Cybersecurity Operations Analyst
Anduril is a defense technology company, bringing Silicon Valley talent and funding to the defense sector. Our technology helps our customers solve their toughest challenges by enabling them to make better, more informed decisions in life-and-death situations. We’ve assembled a diverse team of experts in artificial intelligence, computer vision, sensor fusion, optics, and data analysis that are creating software and hardware solutions to radically evolve the capabilities of the United States and our allies.
This is an early stage security operations analyst role that will sit on the front lines of Anduril’s Computer Security Incident Response Team (CSIRT). You will have the latitude to craft sophisticated attack detections, investigate intrusions, and architect our network security defenses against technologically capable adversaries and cyber crime.
This is an opportunity to get security right from the beginning at one of the fastest growing tech startups in the world.

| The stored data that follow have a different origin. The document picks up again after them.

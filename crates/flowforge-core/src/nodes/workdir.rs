//! `workdir` node: pure, emits its configured path.

use super::{ExecutionOutcome, NodeExecCtx, NodeExecutor};
use crate::error::Result;
use crate::template::resolve_node_fields;
use async_trait::async_trait;
use serde_json::Value;
use std::collections::HashMap;

pub struct WorkdirExecutor;

#[async_trait]
impl NodeExecutor for WorkdirExecutor {
    async fn execute(&self, exec: NodeExecCtx<'_>) -> Result<ExecutionOutcome> {
        let fields = resolve_node_fields(&exec.node.data, exec.context, &exec.bindings);
        let path = fields.path.unwrap_or_default();
        let mut raw = HashMap::new();
        raw.insert("path".to_string(), Value::String(path));
        Ok(ExecutionOutcome::completed(raw))
    }
}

If that sounds compelling to you, let’s talk.
Responsibilities
- Triages and investigates potential computer security incidents.
- Analyzes security logs from a variety of sources to include corporate, cloud, and operational networks.

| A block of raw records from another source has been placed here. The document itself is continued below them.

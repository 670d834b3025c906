//! `flowforge run` — execute a single workflow document, streaming its
//! execution events to stdout as newline-delimited JSON framed by blank
//! lines, then persisting a history record.

use flowforge_core::error::Result;
use flowforge_core::history::{RunRecord, RunSource, RunStatus};
use flowforge_core::nodes::agent::ShellAgentRunner;
use flowforge_core::schema::{parse, validate, Format, IssueSeverity};
use flowforge_core::{EngineConfig, HistoryStore, NodeRegistry, RunOptions, Scheduler};
use std::io::{self, IsTerminal};
use std::path::PathBuf;
use std::sync::Arc;
use tokio_util::sync::CancellationToken;
use tracing::info;

fn format_for(path: &std::path::Path) -> Format {
    match path.extension().and_then(|e| e.to_str()) {
        Some("json") => Format::Json,
        _ => Format::Yaml,
    }
}

/// Node kinds that shell out, spawn an agent process, or recurse into a
/// sub-graph that might — the kinds `--yolo` lets a caller skip
/// confirming before running.
fn has_side_effecting_nodes(schema: &flowforge_core::schema::WorkflowSchema) -> bool {
    schema.nodes.iter().any(|n| matches!(n.node_kind.as_str(), "shell" | "script" | "agent" | "component" | "loop"))
}

fn confirm(schema: &flowforge_core::schema::WorkflowSchema) -> bool {
    if !io::stdin().is_terminal() {
        return true;
    }
    eprint!("about to run {:?} ({} nodes) — continue? [y/N] ", schema.metadata.name, schema.nodes.len());
    let mut answer = String::new();
    if io::stdin().read_line(&mut answer).is_err() {
        return false;
    }
    matches!(answer.trim().to_lowercase().as_str(), "y" | "yes")
}

#[allow(clippy::too_many_arguments)]
pub async fn execute(
    config: EngineConfig,
    workflow: PathBuf,
    cwd: Option<PathBuf>,
    raw_inputs: Vec<String>,
    no_validation: bool,
    yolo: bool,
) -> Result<u8> {
    let bytes = tokio::fs::read(&workflow).await?;
    let schema = parse(&bytes, format_for(&workflow))?;

    if !no_validation {
        let issues = validate(&schema);
        let errors: Vec<_> = issues.iter().filter(|i| i.severity == IssueSeverity::Error).collect();
        if !errors.is_empty() {
            for issue in &errors {
                eprintln!("error: {}", issue.message);
            }
            return Ok(1);
        }
    }

    if !yolo && has_side_effecting_nodes(&schema) && !confirm(&schema) {
        eprintln!("aborted");
        return Ok(2);
    }

    let mut inputs = std::collections::HashMap::new();
    for raw in &raw_inputs {
        let (key, value) = crate::parse_input(raw)?;
        inputs.insert(key, value);
    }

    let run_cwd = cwd.unwrap_or_else(|| {
        workflow.parent().map(|p| p.to_path_buf()).unwrap_or_else(|| PathBuf::from("."))
    });
    let workspace = run_cwd.to_string_lossy().to_string();
    let workflow_path = workflow.file_name().map(|n| n.to_string_lossy().to_string()).unwrap_or_default();

    let registry = NodeRegistry::with_builtins(Arc::new(ShellAgentRunner));
    let scheduler = Scheduler::new(registry);
    let (sink, mut events) = flowforge_core::channel(256);

    let printer = tokio::spawn(async move {
        while let Some(event) = events.recv().await {
            match serde_json::to_string(&event) {
                Ok(line) => println!("{line}\n"),
                Err(e) => eprintln!("error: failed to serialize event: {e}"),
            }
        }
    });

    let run_id = uuid::Uuid::new_v4().to_string();
    let started_at = chrono::Utc::now();
    let node_count = schema.nodes.len();
    info!(run_id = %run_id, workflow = %schema.metadata.name, "run started");

    let options = RunOptions { start_node_ids: None, workflow_inputs: inputs, cwd: run_cwd };
    let outcome = scheduler.run(&schema, options, sink, CancellationToken::new()).await;
    let _ = printer.await;
    let completed_at = chrono::Utc::now();

    let (exit_code, record) = match outcome {
        Ok(outcome) => {
            let status = if outcome.success { RunStatus::Completed } else { RunStatus::Failed };
            let exit_code = if outcome.success { 0 } else { 1 };
            let record = RunRecord {
                id: run_id,
                workspace,
                workflow_path,
                started_at,
                completed_at,
                status,
                duration_ms: (completed_at - started_at).num_milliseconds(),
                node_count,
                results: outcome.results,
                error: outcome.error,
                source: Some(RunSource::Manual),
            };
            (exit_code, record)
        }
        Err(e) => {
            let record = RunRecord {
                id: run_id,
                workspace,
                workflow_path,
                started_at,
                completed_at,
                status: RunStatus::Failed,
                duration_ms: (completed_at - started_at).num_milliseconds(),
                node_count,
                results: Vec::new(),
                error: Some(e.to_string()),
                source: Some(RunSource::Manual),
            };
            (1, record)
        }
    };

    let history = HistoryStore::new(&config);
    history.record_run(&record).await?;

    Ok(exit_code)
}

- Proactively hunts for threats across Anduril’s environment.
- Researches emerging attacker tradecraft and engineers robust monitoring and detection logic to mitigate.
Requirements
- Background in security operations, incident response, intrusion detection, or forensics.
- Knowledge of modern attacker tradecraft and techniques as outlined in MITRE ATT&CK.

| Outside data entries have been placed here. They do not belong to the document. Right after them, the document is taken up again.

#[cfg(test)]
mod tests {
    use super::*;
    use crate::events::channel;
    use crate::nodes::agent::ShellAgentRunner;
    use crate::schema::{Format, Metadata, NodeData, PortDefinition, ValueType, WorkflowEdge};

    fn node(id: &str, kind: &str, data: NodeData) -> WorkflowNode {
        WorkflowNode { id: id.into(), node_kind: kind.into(), position: None, data, parent_id: None, extent: None, style: None }
    }

    fn shell_data(script: &str, outputs: Vec<PortDefinition>) -> NodeData {
        NodeData {
            node_type: "shell".into(),
            label: None,
            inputs: vec![],
            outputs,
            continue_on_failure: false,
            script: Some(script.into()),
            commands: None,
            script_file: None,
            script_args: None,
            path: None,
            prompt: None,
            runner: None,
            model: None,
            prompt_files: None,
            output_schema: None,
            trigger_kind: None,
            cron_expression: None,
            idle_minutes: None,
            workflow_path: None,
            max_iterations: None,
            dock_slots: None,
            value_type: None,
            value: None,
            code: None,
            file: None,
        }
    }

    fn registry() -> NodeRegistry {
        NodeRegistry::with_builtins(Arc::new(ShellAgentRunner))
    }

    #[tokio::test]
    async fn runs_a_two_node_chain_in_dependency_order() {
        let a = node("a", "shell", shell_data("echo hi", vec![PortDefinition::new("stdout", ValueType::String)]));
        let b = node("b", "shell", shell_data("cat", vec![PortDefinition::new("stdout", ValueType::String)]));
        let mut b = b;
        b.data.inputs = vec![PortDefinition::new("stdin_unused", ValueType::String)];
        let schema = WorkflowSchema {
            version: 1,
            metadata: Metadata { name: "t".into(), description: None, root_directory: None },
            nodes: vec![a, b],
            edges: vec![],
        };
        let scheduler = Scheduler::new(registry());
        let (sink, mut rx) = channel(64);
        let outcome = scheduler.run(&schema, RunOptions::default(), sink, CancellationToken::new()).await.unwrap();
        assert!(outcome.success);
        assert_eq!(outcome.results.len(), 2);
        rx.close();
    }

    #[tokio::test]
    async fn missing_start_nodes_is_an_error() {
        let schema = WorkflowSchema { version: 1, metadata: Metadata { name: "t".into(), description: None, root_directory: None }, nodes: vec![], edges: vec![] };
        let scheduler = Scheduler::new(registry());
        let (sink, _rx) = channel(16);
        let err = scheduler.run(&schema, RunOptions::default(), sink, CancellationToken::new()).await.unwrap_err();
        assert!(matches!(err, WorkflowError::NoStartNode));
    }

    #[tokio::test]
    async fn a_failing_node_stops_downstream_scheduling() {
        let a = node("a", "shell", shell_data("exit 1", vec![]));
        let mut b_data = shell_data("echo never", vec![]);
        b_data.inputs = vec![PortDefinition::new("needed", ValueType::String).required()];
        let b = node("b", "shell", b_data);
        let schema = WorkflowSchema {
            version: 1,
            metadata: Metadata { name: "t".into(), description: None, root_directory: None },
            nodes: vec![a, b],
            edges: vec![WorkflowEdge {
                id: "e1".into(),
                source: "a".into(),
                target: "b".into(),
                source_handle: Some("output:stdout".into()),
                target_handle: Some("input:needed".into()),
            }],
        };
        let scheduler = Scheduler::new(registry());
        let (sink, _rx) = channel(64);
        let outcome = scheduler.run(&schema, RunOptions::default(), sink, CancellationToken::new()).await.unwrap();
        assert!(!outcome.success);
        assert_eq!(outcome.results.len(), 1);
        assert_eq!(outcome.results[0].node_id, "a");
    }

    #[tokio::test]
    async fn detects_cycles_outside_feedback_edges() {
        let a = node("a", "shell", shell_data("echo a", vec![PortDefinition::new("stdout", ValueType::String)]));
        let mut b_data = shell_data("echo b", vec![PortDefinition::new("stdout", ValueType::String)]);
        b_data.inputs = vec![PortDefinition::new("x", ValueType::String)];
        let b = node("b", "shell", b_data);
        let schema = WorkflowSchema {
            version: 1,
            metadata: Metadata { name: "t".into(), description: None, root_directory: None },
            nodes: vec![a, b],
            edges: vec![
                WorkflowEdge {
                    id: "e1".into(),
                    source: "a".into(),
                    target: "b".into(),
                    source_handle: Some("output:stdout".into()),
                    target_handle: Some("input:x".into()),
                },
                WorkflowEdge {
                    id: "e2".into(),
                    source: "b".into(),
                    target: "a".into(),
                    source_handle: Some("output:stdout".into()),
                    target_handle: Some("input:x".into()),
                },
            ],
        };
        let scheduler = Scheduler::new(registry());
        let (sink, _rx) = channel(16);
        let err = scheduler
            .run(&schema, RunOptions { start_node_ids: Some(vec!["a".into()]), ..Default::default() }, sink, CancellationToken::new())
            .await
            .unwrap_err();
        assert!(matches!(err, WorkflowError::CycleDetected { .. }));
    }

    #[test]
    fn format_is_reexported_for_callers_that_load_workflows() {
        let _ = Format::Yaml;
    }
}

- Knowledge of Windows, Mac, and Linux operating system internals and logging mechanisms.
- Knowledge of event monitoring tools like Splunk or other SIEMs.
- Familiarity with disparate environments including cloud systems and endpoints.
- 2+ years experience as security operations analyst or incident handler
- Have participated in real world incidents involving intrusion detection, response, and remediation
Preferred Qualifications
- Familiarity with embedded / IoT systems
- Familiarity with Zero Trust / BeyondCorp principles
- Knowledge of scripting languages like Python and Powershell
- Secret or TS/SCI clearance (or willingness to be cleared)
U.S. Person status is required as this position needs to access export controlled data. If you are passionate about solving problems that have real impact, come join Anduril and build the future of defense.